Im FEZ-Berlin fand am 28. und 29. April das Handfest Manos – alles handgemacht statt. Ein Event für alle von 6 bis 99 Jahren, das durch eine Mischung von allen Künsten, viel Kreativität, Gebärdensprache und Humor das Wunderwerk der Hand vermittelt. Ich habe mich über dieses Thema mit der Projektleiterin Saskia Thomas unterhalten, die Manos „einen Knaller in der Berliner Szene“ nennt, und herausgefunden, wie wichtig ein solches Event auch für die Gesellschaft ist.

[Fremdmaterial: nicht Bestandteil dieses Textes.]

//! Stateless request builder and response parser for one Airtable table.
//!
//! # Design
//! `TableEndpoint` holds the table route, the auth header and the id column,
//! all fixed at construction. Each operation is split into a `build_*`
//! method producing an `HttpRequest` and a `parse_*` method consuming an
//! `HttpResponse`; nothing here performs I/O.
//!
//! Validation is done by decoding into typed bodies: a missing `records`
//! key, a non-array `records`, or an element without `id`/`fields` all fail
//! deserialization and surface as `BadResponse`.

use std::collections::BTreeMap;
use std::fmt;

use serde::Deserialize;
use serde_json::json;

use crate::config::{ConnectionInfo, TableInfo};
use crate::error::{AirtableError, Result};
use crate::formula;
use crate::http::{HttpMethod, HttpRequest, HttpResponse};
use crate::types::{CellFormatOptions, Fields, ListParams, Record, RecordPage};

#[derive(Deserialize)]
struct RecordsBody {
    records: Vec<Record>,
}

/// Request builder and response parser for a single table.
#[derive(Clone)]
pub struct TableEndpoint {
    route: String,
    authorization: String,
    id_column: String,
}

impl TableEndpoint {
    pub fn new(connection: &ConnectionInfo, table: &TableInfo) -> Self {
        Self {
            route: [connection.base_url(), connection.base_id(), table.name()].join("/"),
            authorization: format!("Bearer {}", connection.api_key()),
            id_column: table.id_column().to_string(),
        }
    }

    /// `{base_url}/{base_id}/{table_name}`.
    pub fn route(&self) -> &str {
        &self.route
    }

    pub fn build_list_records(&self, params: &ListParams, offset: Option<&str>) -> HttpRequest {
        self.get(&params.query_params(offset))
    }

    pub fn build_get_record(&self, id: &str, cell_format: &CellFormatOptions) -> HttpRequest {
        let formula = formula::find_by_id(id, &self.id_column);
        let mut params = vec![("filterByFormula", formula.as_str())];
        params.extend(cell_format.query_params());
        self.get(&params)
    }

    pub fn build_records_by_fields(
        &self,
        fields: &BTreeMap<String, Option<String>>,
        params: &ListParams,
        offset: Option<&str>,
    ) -> HttpRequest {
        let mut query = vec![("filterByFormula", formula::match_fields(fields))];
        query.extend(params.query_params(offset));
        self.get(&query)
    }

    pub fn build_create_record(&self, fields: &Fields) -> Result<HttpRequest> {
        let body = serde_json::to_string(&json!({ "records": [{ "fields": fields }] }))?;
        Ok(self.with_body(HttpMethod::Post, self.route.clone(), body))
    }

    pub fn build_update_record(&self, id: &str, fields: &Fields) -> Result<HttpRequest> {
        let body = serde_json::to_string(&json!({ "fields": fields }))?;
        Ok(self.with_body(HttpMethod::Put, format!("{}/{id}", self.route), body))
    }

    /// Parse one page of a list or filter query.
    pub fn parse_record_page(&self, response: HttpResponse) -> Result<RecordPage> {
        check_status(&response)?;
        decode(&response.body)
    }

    /// Parse a response that must hold exactly one record under `records`.
    ///
    /// Used for both id lookups and record creation.
    pub fn parse_single_record(&self, response: HttpResponse) -> Result<Record> {
        check_status(&response)?;
        let body: RecordsBody = decode(&response.body)?;
        let count = body.records.len();
        let mut records = body.records.into_iter();
        match (records.next(), count) {
            (Some(record), 1) => Ok(record),
            _ => Err(AirtableError::bad_response(format!(
                "expected exactly one record, got {count}"
            ))),
        }
    }

    /// Parse an update response, which is a bare record object.
    pub fn parse_update_record(&self, response: HttpResponse) -> Result<Record> {
        check_status(&response)?;
        decode(&response.body)
    }

    fn get<S: AsRef<str>>(&self, params: &[(&str, S)]) -> HttpRequest {
        let url = if params.is_empty() {
            self.route.clone()
        } else {
            format!("{}?{}", self.route, formula::query_string(params))
        };
        HttpRequest {
            method: HttpMethod::Get,
            url,
            headers: vec![("Authorization".to_string(), self.authorization.clone())],
            body: None,
        }
    }

    fn with_body(&self, method: HttpMethod, url: String, body: String) -> HttpRequest {
        HttpRequest {
            method,
            url,
            headers: vec![
                ("Authorization".to_string(), self.authorization.clone()),
                ("Content-Type".to_string(), "application/json".to_string()),
            ],
            body: Some(body),
        }
    }
}

impl fmt::Debug for TableEndpoint {
    fn fmt(&self, f: &mut fmt::Formatter<'_>) -> fmt::Result {
        f.debug_struct("TableEndpoint")
            .field("route", &self.route)
            .field("authorization", &"Bearer <redacted>")
            .field("id_column", &self.id_column)
            .finish()
    }
}

/// Map any non-2xx status to `AirtableError::Api`.
fn check_status(response: &HttpResponse) -> Result<()> {
    if response.is_success() {
        return Ok(());
    }
    Err(AirtableError::Api {
        status: response.status,
        body: response.body.clone(),
    })
}

fn decode<T: for<'de> Deserialize<'de>>(body: &str) -> Result<T> {
    serde_json::from_str(body).map_err(|e| AirtableError::bad_response(e.to_string()))
}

Ich sehe mich im Foyer um. Vor mir unterhält sich eine Dolmetscherin mit einem Mann, der offensichtlich gehörlos ist. Sie erklärt ihm etwas in Gebärdensprache. Im Hintergrund läuft das Bühnenprogramm, es wird Klavier gespielt. Rings herum stehen überall kleine Stände, es finden verschiedene Workshops statt. Die Stimmung ist anders als sonst im FEZ. Schnell wird mir deutlich, was für eine Bedeutung so ein Event haben kann. Saskia erzählt mir, dass auf der Bühne im Laufe des Tages kleine Teaser gezeigt werden, um die verschiedenen Workshops vorzustellen. Außerdem finden Vorträge von Professor Doktor Digitus, Pantomime, das Fußtheater, viel Musikalisches und Kreatives statt. Immer wieder gibt es ein paar Walking Acts von der Jugendtheatergruppe Gavroche, die auf einfachste Dinge, die man mit den Händen tun kann, aufmerksam macht, wie das Winken und Verabschieden. Ausnahmslos alles wird in Gebärdensprache übersetzt, erklärt mir Saskia. Für die gehörlosen Menschen, die wie alle anderen die heutigen Aktionen im Haus besuchen, liegen an jedem Stand Zettel und Stifte aus, damit sie sich verständigen können, wenn sich dort nicht gerade eine der Dolmetscherinnen befindet. Alle gehörlosen Menschen sind willkommen und können an diesem Wochenende alles mitmachen, wie alle anderen. Wenn ihr noch mehr über Gebärdensprache erfahren wollt, empfehle ich euch Floras Interview mit der Studentin Elisabeth Anderson.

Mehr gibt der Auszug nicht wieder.